Distributed spectrum sensing for cognitive radio networks by exploiting sparsity

Juan Andrés Bazerque, Georgios B. Giannakis

Research output: Contribution to journalArticlepeer-review

392 Scopus citations

Abstract

A cooperative approach to the sensing task of wireless cognitive radio (CR) networks is introduced based on a basis expansion model of the power spectral density (PSD) map in space and frequency. Joint estimation of the model parameters enables identification of the (un)used frequency bands at arbitrary locations, and thus facilitates spatial frequency reuse.
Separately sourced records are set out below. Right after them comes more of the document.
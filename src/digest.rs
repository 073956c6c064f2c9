// src/digest.rs
//! HTML body of the daily digest email.

use html_escape::{encode_double_quoted_attribute, encode_text};
use std::fmt::Write as _;

use crate::ingest::types::CandidateItem;

/// Body sent when nothing relevant was found.
pub const EMPTY_DIGEST_HTML: &str =
    "<p>No relevant articles found today. Check back tomorrow!</p>";

const STYLE: &str = r#"
        body { font-family: Arial, sans-serif; line-height: 1.6; color: #333; max-width: 800px; margin: 0 auto; }
        .header { background: linear-gradient(135deg, #667eea 0%, #764ba2 100%); color: white; padding: 25px; text-align: center; }
        .article { margin-bottom: 30px; padding: 20px; border-radius: 8px; background-color: #f8f9fa; border-left: 5px solid #667eea; }
        .article h3 { margin-top: 0; color: #2c3e50; }
        .article a { color: #3498db; text-decoration: none; font-weight: bold; }
        .meta { font-size: 0.9em; color: #7f8c8d; margin-bottom: 12px; }
        .score { float: right; background-color: #667eea; color: white; padding: 4px 12px; border-radius: 15px; font-size: 0.85em; }
        .footer { margin-top: 40px; padding: 20px; text-align: center; font-size: 0.9em; color: #7f8c8d; border-top: 1px solid #eee; }
        .source-badge { display: inline-block; padding: 4px 10px; border-radius: 4px; font-size: 0.8em; margin-right: 10px; }
        .source-arxiv { background-color: #8e44ad; color: white; }
        .source-google { background-color: #e74c3c; color: white; }
        .source-esri { background-color: #2ecc71; color: white; }
        .source-nasa { background-color: #0b3d91; color: white; }
        .source-medium { background-color: #3498db; color: white; }
        .insight { background-color: #fff3cd; border-left: 5px solid #ffc107; padding: 15px; margin: 20px 0; border-radius: 5px; }
"#;

/// Email subject for the given `YYYY-MM-DD` date.
pub fn subject_line(date: &str) -> String {
    format!("AI & GIS Daily Digest - {date}")
}

/// Render `items` (already selected and ordered).
///
/// `long_date` goes into the header (e.g. "Monday, March 03, 2025"),
/// `short_date` into the footer.
pub fn render_html(items: &[CandidateItem], long_date: &str, short_date: &str) -> String {
    if items.is_empty() {
        return EMPTY_DIGEST_HTML.to_string();
    }

    let mut html = String::with_capacity(4096 + items.len() * 1024);
    let _ = write!(
        html,
        r#"<html>
<head>
    <meta charset="utf-8">
    <style>{STYLE}    </style>
</head>
<body>
    <div class="header">
        <h1>AI &amp; GIS Daily Digest</h1>
        <p>{date}</p>
        <p>Top {count} most relevant articles curated for you</p>
    </div>

    <div class="insight">
        <strong>Today's Focus:</strong> The most significant developments in geospatial AI,
        machine learning applications, and data science innovations.
        A concise mix of research, product releases, and practical use-cases you can skim in minutes.
    </div>
"#,
        date = encode_text(long_date),
        count = items.len(),
    );

    for (i, item) in items.iter().enumerate() {
        let _ = write!(
            html,
            r#"
    <div class="article">
        <span class="score">Relevance: {score}</span>
        <h3>{idx}. {title}</h3>
        <div class="meta">
            <span class="source-badge {badge_class}">{badge}</span>
            <strong>Published:</strong> {published}
        </div>
        <p>{summary}</p>
        <p><a href="{link}">Read full article</a></p>
    </div>
"#,
            score = item.score,
            idx = i + 1,
            title = encode_text(&item.title),
            badge_class = item.category.css_class(),
            badge = item.category.label(),
            published = encode_text(&item.published),
            summary = encode_text(&item.summary),
            link = encode_double_quoted_attribute(&item.link),
        );
    }

    let _ = write!(
        html,
        r#"
    <div class="footer">
        <p>Curated from leading sources &bull; {date}</p>
    </div>
</body>
</html>
"#,
        date = encode_text(short_date),
    );

    tracing::debug!(target: "digest", items = items.len(), bytes = html.len(), "digest rendered");
    html
}

#[cfg(test)]
mod tests {
    use super::*;
    use crate::source_weights::SourceCategory;

    fn item(title: &str, score: u32, category: SourceCategory) -> CandidateItem {
        CandidateItem {
            title: title.to_string(),
            link: format!("https://example.org/{score}"),
            summary: "Summary".into(),
            source: "https://example.org/feed".into(),
            category,
            published: "2025-03-03".into(),
            score,
        }
    }

    #[test]
    fn empty_digest_has_fallback_message() {
        assert_eq!(render_html(&[], "Monday", "2025-03-03"), EMPTY_DIGEST_HTML);
    }

    #[test]
    fn items_are_numbered_in_order() {
        let items = vec![
            item("First", 20, SourceCategory::Arxiv),
            item("Second", 10, SourceCategory::Other),
        ];
        let html = render_html(&items, "Monday, March 03, 2025", "2025-03-03");
        let a = html.find("1. First").expect("first");
        let b = html.find("2. Second").expect("second");
        assert!(a < b);
        assert!(html.contains("Relevance: 20"));
        assert!(html.contains("source-arxiv"));
        assert!(html.contains("Top 2 most relevant"));
    }

    #[test]
    fn subject_has_date() {
        assert_eq!(subject_line("2025-03-03"), "AI & GIS Daily Digest - 2025-03-03");
    }
}
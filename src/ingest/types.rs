// src/ingest/types.rs
use anyhow::Result;
use std::time::Duration;

use crate::source_weights::SourceCategory;

/// One configured feed, with its category resolved once up front.
#[derive(Debug, Clone, PartialEq, Eq)]
pub struct FeedSource {
    pub url: String,
    pub category: SourceCategory,
}

impl FeedSource {
    pub fn new(url: impl Into<String>) -> Self {
        let url = url.into();
        let category = SourceCategory::classify(&url);
        Self { url, category }
    }

    pub fn with_category(url: impl Into<String>, category: SourceCategory) -> Self {
        Self {
            url: url.into(),
            category,
        }
    }
}

/// Raw entry as handed over by a feed, before gating/dedup/scoring.
#[derive(Debug, Clone, Default, PartialEq, Eq)]
pub struct FeedEntry {
    pub title: String,
    pub link: String,
    pub summary: Option<String>,
    pub published: Option<String>,
}

/// Scored, deduplicated entry eligible for selection.
#[derive(Debug, Clone, serde::Serialize, serde::Deserialize, PartialEq, Eq)]
pub struct CandidateItem {
    pub title: String,
    pub link: String, // dedup key
    pub summary: String,
    pub source: String, // feed URL
    pub category: SourceCategory,
    pub published: String,
    pub score: u32,
}

#[async_trait::async_trait]
pub trait FeedReader: Send + Sync {
    /// Returns the entries of one feed. An empty feed is `Ok(vec![])`.
    async fn read_feed(&self, source: &FeedSource) -> Result<Vec<FeedEntry>>;
}

#[async_trait::async_trait]
pub trait PageFetcher: Send + Sync {
    /// Raw page body for `url`, bounded by `timeout`.
    async fn fetch_page(&self, url: &str, timeout: Duration) -> Result<Vec<u8>>;
}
The novel scheme capitalizes on two forms of sparsity: the first one introduced by the narrow-band nature of transmit-PSDs relative to the broad swaths of usable spectrum; and the second one emerging from sparsely located active radios in the operational space. An estimator of the model coefficients is developed based on the Lasso algorithm to exploit these forms of sparsity and reveal the unknown positions of transmitting CRs. The resultant scheme can be implemented via distributed online iterations, which solve quadratic programs locally (one per radio), and are adaptive to changes in the system. Simulations corroborate that exploiting sparsity in CR sensing reduces spatial and frequency spectrum leakage by 15 dB relative to least-squares (LS) alternatives.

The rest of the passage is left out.